Au lendemain de la démonstration de force des géants américains du Web qui a réussi à faire vaciller les promoteurs de la loi contre le piratage sur Internet, c’est au tour des autorités américaines de montrer leurs biceps en fermant l’un des principaux sites Internet (4% du trafic mondial) et en arrêtant ses dirigeants suite à une décision de la Cour de justice de la Virginie. Comme le dit le site Numerama ci-dessous, la cyberguerre est bel et bien lancée ! Mais ne nous y trompons pas. Les lois que le Congrès américain et la Commission européenne veulent faire passer actuellement permettraient de mettre en place un système de censure sur Internet sans avoir besoin d’une décision de justice, en rendant les FAI et les hébergeurs responsables des contenus qu’ils mettent en ligne. Comme l’explique le professeur de droit Yochai Benkler, "SOPA et PIPA reviendraient à légaliser le type de techniques de censure utilisées par les États-Unis contre WikiLeaks, en transposant dans le domaine civil des mesures jusque lors réservées à l’antiterrorisme." Le coup d’éclat du FBI et de la justice américaine de cette nuit contre le site MegaUpload, aussi spectaculaire soit-il, ne doit pas cacher le véritable enjeu de la cyberguerre qui se joue actuellement pour la sauvegarde des libertés numériques à l’échelle mondiale.

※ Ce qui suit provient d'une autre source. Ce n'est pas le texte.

use anyhow::Result;
use serde::Serialize;
use std::collections::BTreeMap;
use std::path::Path;

use crate::record::GenerationRecord;

/// Aggregate for one (model, question type) pair.
#[derive(Debug, Clone, Serialize, PartialEq)]
pub struct SummaryRow {
    pub id_model: String,
    pub question_type: String,
    pub n: usize,
    pub exact_match: f64,
    pub mean_ce: f64,
}

#[derive(Default)]
struct Agg {
    n: usize,
    exact: usize,
    ce_sum: f64,
}

/// Per model and question type: sample count, exact-match rate of the
/// generated answer, mean cross-entropy. Sorted by model, then type.
pub fn summarise(records: &[GenerationRecord]) -> Vec<SummaryRow> {
    let mut by_key: BTreeMap<(&str, &str), Agg> = BTreeMap::new();
    for rec in records {
        let agg = by_key
            .entry((rec.id_model.as_str(), rec.question_type.as_str()))
            .or_default();
        agg.n += 1;
        agg.exact += usize::from(rec.is_exact_match());
        agg.ce_sum += rec.ce;
    }

    by_key
        .into_iter()
        .map(|((model, q_type), agg)| SummaryRow {
            id_model: model.to_string(),
            question_type: q_type.to_string(),
            n: agg.n,
            exact_match: agg.exact as f64 / agg.n as f64,
            mean_ce: agg.ce_sum / agg.n as f64,
        })
        .collect()
}

pub fn write_csv(path: &Path, rows: &[SummaryRow]) -> Result<()> {
    let mut wtr = csv::Writer::from_path(path)?;
    for row in rows {
        wtr.serialize(row)?;
    }
    wtr.flush()?;
    Ok(())
}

C’est sûr, il y aura un avant et un après MegaUpload. Non pas pour le piratage, qui trouvera refuge ailleurs comme il l’a toujours fait depuis la fermeture de Napster en 2001. Non pas pour l’offre légale, pour laquelle les ayants droit trouveront toujours des prétextes à ne pas en favoriser le développement. Mais pour la traduction des rapports de force sur Internet entre les pouvoirs publics et les internautes.
En s’attaquant à MegaUpload, ça n’est pas seulement un site utilisé par les internautes pour accéder à des contenus illicites qui est visé par une procédure judiciaire. C’est l’un des tout premiers sites les plus visités au monde qui est brutalement fermé pour l’ensemble du globe par les autorités américaines, alors-même que l’ensemble des protagonistes arrêtés et mis en examen n’ont aucun rapport avec les Etats-Unis et sa législation. Et alors-même que beaucoup d’utilisateurs, certes très certainement minoritaires, utilisaient les services de MegaUpload pour stocker des contenus personnels ou professionnels auxquels ils ne peuvent plus aujourd’hui accéder.
L’affaire MegaUpload fera prendre conscience du pouvoir immense qu’ont les autorités sur le moindre site internet dont ils peuvent provoquer la mort du jour au lendemain, en saisissant ses serveurs et ses noms de domaine. C’est aujourd’hui MegaUpload, mais chacun sent bien qu’un tabou est tombé et que d’autres sites pourront suivre et suivront.
Menée au lendemain du blackout contre la loi SOPA, l’opération ressemble déjà à la goutte d’eau qui provoquera une véritable cyberguerre civile mondiale entre internautes activistes qui se sentent de plus en plus censurés sur l’internet qu’ils ont fondé, et les pouvoirs publics qui veulent préserver une certaine conception de l’ordre public. Il n’est pas surprenant que dès l’annonce de la fermeture de MegaUpload par le FBI, les Anonymous se sont mis en action avec virulence pour attaquer et mettre à bas certains des sites les plus symboliques, devenus immédiatement inaccessibles :
Justice.gov
RIAA.org
MPAA.org
UniversalMusic.com
Hadopi.fr
Il est à parier que cette liste n’est qu’un début et que les attaques durent longtemps. Ca n’est pas seulement MegaUpload et ses dirigeants qui ont été visés, mais ses centaines de millions d’utilisateurs, parmi lesquels se trouvent nombre des plus actifs dans la protection de la liberté d’expression. Sur Facebook, la page du FBI est prise d’assaut par des internautes aux cris de "Free MegaUpload" ("libérez MegaUpload"), et les actions vont se multiplier.
Vouloir faire respecter l’ordre public sur Internet est on ne peut plus normal de la part des autorités légales. Mais nous sommes convaincus à Numerama que l’ordre public ne sera rétabli en matière de droits d’auteur que s’il y a enfin un retour de balancier qui permette de redonner sa légitimité au droit d’auteur.
Le droit d’auteur ne peut être respecté par l’oppression et la contrainte. Il doit l’être par l’acceptation. C’est tout l’enjeu des années qui viennent. Depuis 10 ans chaque "victoire" contre le piratage n’a fait que générer du piratage plus efficace encore. Rien ne dit ce soir que MegaUpload fera exception. Nous faisons même le pari du contraire.